Es probable que María no sea la única en ver sus
expectativas frustradas de aquí al final de los Juegos Olímpicos. Los grandes
eventos deportivos suelen ser vistos como una fuente inagotable de dinero, pero
para muchas mujeres no es más que humo. Un estudio de campo del Observatorio de
la Prostitución, de la Universidad Federal de Río, indagó, por medio de
entrevistas sobre el impacto del Mundial de 2014, en las zonas de prostitución
más importantes de Río (Vila Mimosa, Ipanema, Copacabana, Lapa y el centro de
la ciudad) y llegó a la conclusión de que fue un mal negocio para muchas
prostitutas que trabajaron en las calles. Según el informe, las mujeres vieron
una disminución significativa en el número de clientes, tanto por la
concentración más alta de profesionales del sexo en las zonas más turísticas,
como por el poco movimiento en lugares como el centro de la ciudad durante los
días que fueron decretados festivos debido a evento. El portero del club de
Copacabana donde estamos dice, sin embargo, que en aquella época la cola de
clientes daba la vuelta la manzana.
Martha, que vino de São Paulo, tiene 22 años, una sonrisa
infantil y generosa y es una de las varias madres solteras del grupo. Sus
padres murieron y busca en Río un futuro para su hija, que se ha quedado a
cargo de su hermana, en paro. Se prostituye desde hace solo dos meses,
"cuando empezaron a faltar cosas en casa y no había ni para la
leche". Su último trabajo formal fue en una tienda de chocolate. "No
se puede criar a un niño con mil reales (280 euros), ¿no?", explica. Sus
problemas, sin embargo, van más allá de las compras en el supermercado.
Amenazada de muerte por el padre de su hija, que está en la cárcel, tiene que
salir de su ciudad antes de que él quede en libertad para sentirse a salvo.
Entre las más veteranas del grupo se impone la presencia de
Tamara, alta, corpulenta y con el pecho y el trasero más que generosos. Con 29
años, ya se ha prostituido en todos los rincones de Brasil, atraída por eventos
de todo tipo, e incluso hizo una gira por Europa. Criada en un colegio de
monjas y con un Nuevo Testamento siempre en el bolso, el discurso de Tamara es
crudo, sin intención de idealizar una profesión que también odia y que
difícilmente consigue ejercer sin drogas. "Empecé porque quería ir a la
universidad, pero pregúntame si he estudiado algo", provoca. "No.

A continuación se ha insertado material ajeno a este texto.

//! Client-level error types shared by the transport, session, and operation layers.

// self
use crate::_prelude::*;

/// Client-wide result type alias returning [`Error`] by default.
pub type Result<T, E = Error> = std::result::Result<T, E>;

type BoxError = Box<dyn std::error::Error + Send + Sync>;

/// Detail used when a non-2xx response carries no interpretable body.
pub const GENERIC_DETAIL: &str = "Request failed";
/// Detail surfaced for failures that never produced an HTTP response.
pub const NETWORK_DETAIL: &str = "Network request failed";

/// Canonical client error exposed by public APIs.
///
/// Every variant maps onto the `{status, detail}` pair the server contract uses, via
/// [`Error::status`] and [`Error::detail`].
#[derive(Debug, ThisError)]
pub enum Error {
	/// Server answered with a non-2xx status.
	#[error(transparent)]
	Api(#[from] ApiError),
	/// A 401 survived the single refresh attempt, or no refresh was possible.
	#[error("Session expired: {detail}.")]
	AuthExpired {
		/// Server- or client-supplied reason string.
		detail: String,
	},
	/// Storage-layer failure.
	#[error("{0}")]
	Storage(
		#[from]
		#[source]
		crate::store::StoreError,
	),
	/// Local configuration problem.
	#[error(transparent)]
	Config(#[from] ConfigError),
	/// Transport failure (DNS, TCP, TLS).
	#[error(transparent)]
	Transport(#[from] TransportError),
	/// A 2xx body did not match the expected shape.
	#[error(transparent)]
	Decode(#[from] DecodeError),
}
impl Error {
	/// HTTP status associated with the failure; `0` when no response was received.
	pub fn status(&self) -> u16 {
		match self {
			Self::Api(e) => e.status,
			Self::AuthExpired { .. } => 401,
			Self::Decode(DecodeError::Json { status, .. }) => *status,
			_ => 0,
		}
	}

	/// Human-readable detail suitable for display.
	pub fn detail(&self) -> String {
		match self {
			Self::Api(e) => e.detail.clone(),
			Self::AuthExpired { detail } => detail.clone(),
			Self::Transport(_) => NETWORK_DETAIL.into(),
			other => other.to_string(),
		}
	}

	/// Returns `true` for 409 responses (identical idempotency key still being processed).
	pub fn is_conflict(&self) -> bool {
		matches!(self, Self::Api(e) if e.status == 409)
	}

	/// Returns `true` when the caller must sign in again.
	pub fn is_auth_expired(&self) -> bool {
		matches!(self, Self::AuthExpired { .. })
	}

	/// Retry-After hint carried by the failing response, if any.
	pub fn retry_after(&self) -> Option<Duration> {
		match self {
			Self::Api(e) => e.retry_after,
			_ => None,
		}
	}

	/// Flattens the error into the wire-level `{status, detail}` pair.
	pub fn to_api_error(&self) -> ApiError {
		ApiError::new(self.status(), self.detail())
	}
}

/// Non-2xx response surfaced as `{status, detail}`.
#[derive(Clone, Debug, PartialEq, Eq, Serialize, Deserialize, ThisError)]
#[error("Request failed with status {status}: {detail}.")]
pub struct ApiError {
	/// HTTP status code.
	pub status: u16,
	/// Server-supplied detail, or [`GENERIC_DETAIL`] when the body was not JSON.
	pub detail: String,
	/// Retry-After hint from the response headers.
	#[serde(skip)]
	pub retry_after: Option<Duration>,
}
impl ApiError {
	/// Creates an error without a retry hint.
	pub fn new(status: u16, detail: impl Into<String>) -> Self {
		Self { status, detail: detail.into(), retry_after: None }
	}

	/// Interprets an error body: the JSON `detail` field when present, the serialized JSON
	/// body otherwise, and [`GENERIC_DETAIL`] for anything that is not JSON.
	pub fn from_body(status: u16, body: &[u8]) -> Self {
		let detail = match serde_json::from_slice::<serde_json::Value>(body) {
			Ok(serde_json::Value::Object(map)) => {
				let explicit = match map.get("detail") {
					Some(serde_json::Value::String(detail)) if !detail.is_empty() =>
						Some(detail.to_owned()),
					Some(detail) if !detail.is_null() && !detail.is_string() =>
						Some(detail.to_string()),
					_ => None,
				};

				explicit.unwrap_or_else(|| serde_json::Value::Object(map).to_string())
			},
			Ok(serde_json::Value::Null) | Err(_) => GENERIC_DETAIL.into(),
			Ok(other) => other.to_string(),
		};

		Self::new(status, detail)
	}

	/// Attaches a Retry-After hint.
	pub fn with_retry_after(mut self, retry_after: Option<Duration>) -> Self {
		self.retry_after = retry_after;

		self
	}
}

/// Configuration and request-construction failures raised by the client.
#[derive(Debug, ThisError)]
pub enum ConfigError {
	/// HTTP client could not be constructed.
	#[error("HTTP client could not be constructed.")]
	HttpClientBuild {
		/// Underlying transport builder failure.
		#[source]
		source: BoxError,
	},
	/// Base URL cannot be parsed.
	#[error("Base URL is invalid.")]
	InvalidBaseUrl {
		/// Underlying parsing failure.
		#[source]
		source: url::ParseError,
	},
	/// Base URL uses a scheme other than http/https.
	#[error("Base URL must use http or https: {url}.")]
	UnsupportedScheme {
		/// Offending URL.
		url: String,
	},
	/// API prefix must be an absolute path.
	#[error("API prefix must start with `/`: {prefix}.")]
	InvalidPrefix {
		/// Offending prefix.
		prefix: String,
	},
	/// Request path could not be resolved against the base URL.
	#[error("Request path `{path}` cannot be resolved.")]
	InvalidPath {
		/// Offending path.
		path: String,
		/// Underlying parsing failure.
		#[source]
		source: url::ParseError,
	},
	/// Proactive refresh interval must be positive.
	#[error("The proactive refresh interval must be positive.")]
	NonPositiveRefreshInterval,
	/// Retry policy failed validation.
	#[error("Retry policy is invalid: {reason}.")]
	InvalidRetryPolicy {
		/// Validation failure description.
		reason: &'static str,
	},
	/// Request body could not be serialized.
	#[error("Request body could not be serialized.")]
	RequestBody(#[from] serde_json::Error),
	/// Background refresh requires a running Tokio runtime.
	#[error("No Tokio runtime is available to host the refresh task.")]
	MissingRuntime,
}
impl ConfigError {
	/// Wraps a transport's builder failure inside [`ConfigError`].
	pub fn http_client_build(src: impl 'static + Send + Sync + std::error::Error) -> Self {
		Self::HttpClientBuild { source: Box::new(src) }
	}
}

/// Transport-level failures (network, IO).
#[derive(Debug, ThisError)]
pub enum TransportError {
	/// Underlying HTTP client reported a network failure.
	#[error("Network error occurred while calling the payroll API.")]
	Network {
		/// Transport-specific network error.
		#[source]
		source: BoxError,
	},
	/// Underlying IO failure surfaced during transport.
	#[error("I/O error occurred while calling the payroll API.")]
	Io(#[from] std::io::Error),
}
impl TransportError {
	/// Wraps a transport-specific network error.
	pub fn network(src: impl 'static + Send + Sync + std::error::Error) -> Self {
		Self::Network { source: Box::new(src) }
	}
}
#[cfg(feature = "reqwest")]
impl From<ReqwestError> for TransportError {
	fn from(e: ReqwestError) -> Self {
		Self::network(e)
	}
}

/// Successful responses whose bodies could not be mapped onto client entities.
#[derive(Debug, ThisError)]
pub enum DecodeError {
	/// Body was not valid JSON for the expected type.
	#[error("Response from {endpoint} did not match the expected shape.")]
	Json {
		/// Request path that produced the body.
		endpoint: String,
		/// HTTP status of the response.
		status: u16,
		/// Structured parsing failure, including the JSON path.
		#[source]
		source: serde_path_to_error::Error<serde_json::Error>,
	},
	/// A required field was missing or invalid after wire normalization.
	#[error("Response field `{field}` is missing or invalid.")]
	Field {
		/// Field name in the internal entity.
		field: &'static str,
	},
}

#[cfg(test)]
mod tests {
	// self
	use super::*;

	#[test]
	fn error_body_prefers_detail_field() {
		let err = ApiError::from_body(422, br#"{"detail":"month must be between 1 and 12"}"#);

		assert_eq!(err.status, 422);
		assert_eq!(err.detail, "month must be between 1 and 12");
	}

	#[test]
	fn error_body_without_detail_serializes_payload() {
		let err = ApiError::from_body(400, br#"{"error":"bad"}"#);

		assert_eq!(err.detail, r#"{"error":"bad"}"#);

		let structured = ApiError::from_body(422, br#"{"detail":[{"loc":["query","year"]}]}"#);

		assert_eq!(structured.detail, r#"[{"loc":["query","year"]}]"#);
	}

	#[test]
	fn non_json_error_body_falls_back_to_generic_detail() {
		assert_eq!(ApiError::from_body(502, b"<html>Bad gateway</html>").detail, GENERIC_DETAIL);
		assert_eq!(ApiError::from_body(500, b"").detail, GENERIC_DETAIL);
	}

	#[test]
	fn status_and_detail_cover_every_variant() {
		let conflict = Error::from(ApiError::new(409, "in progress"));

		assert!(conflict.is_conflict());
		assert_eq!(conflict.status(), 409);

		let expired = Error::AuthExpired { detail: "Token expired".into() };

		assert!(expired.is_auth_expired());
		assert_eq!(expired.to_api_error(), ApiError::new(401, "Token expired"));

		let network = Error::from(TransportError::Io(std::io::Error::other("reset")));

		assert_eq!(network.status(), 0);
		assert_eq!(network.detail(), NETWORK_DETAIL);
	}

	#[test]
	fn retry_hint_only_travels_with_api_errors() {
		let hinted = Error::from(
			ApiError::new(409, "busy").with_retry_after(Some(Duration::seconds(3))),
		);

		assert_eq!(hinted.retry_after(), Some(Duration::seconds(3)));
		assert_eq!(Error::AuthExpired { detail: "x".into() }.retry_after(), None);
	}
}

Pero el dinero vicia tanto que no sabes salir". Entre las mentiras que
rodean este mundo, Tamara incluye el sueño de dejar las calles que todas sus
colegas, e incluso ella, alimentan. "No existe lo de exputa, lo que puede
ser es que pares durante un cierto tiempo, pero después vuelves a lo que sabes
hacer mejor", dice. "Estoy desesperada por salir, no voy a mentir.
Pero encontrar trabajo no está fácil. ¿Qué pasa si lo dejo y vuelvo a pasar
necesidad?"
Una semana después de encontrarlas por primera vez, la
convivencia y las conversaciones con el grupo revelaron algo más en común entre
ellas: cuando el ruido de los clubes se apaga y el rastro de alcohol y el sexo
se pierde por el desagüe de la ducha, lloran en silencio bajo el edredón.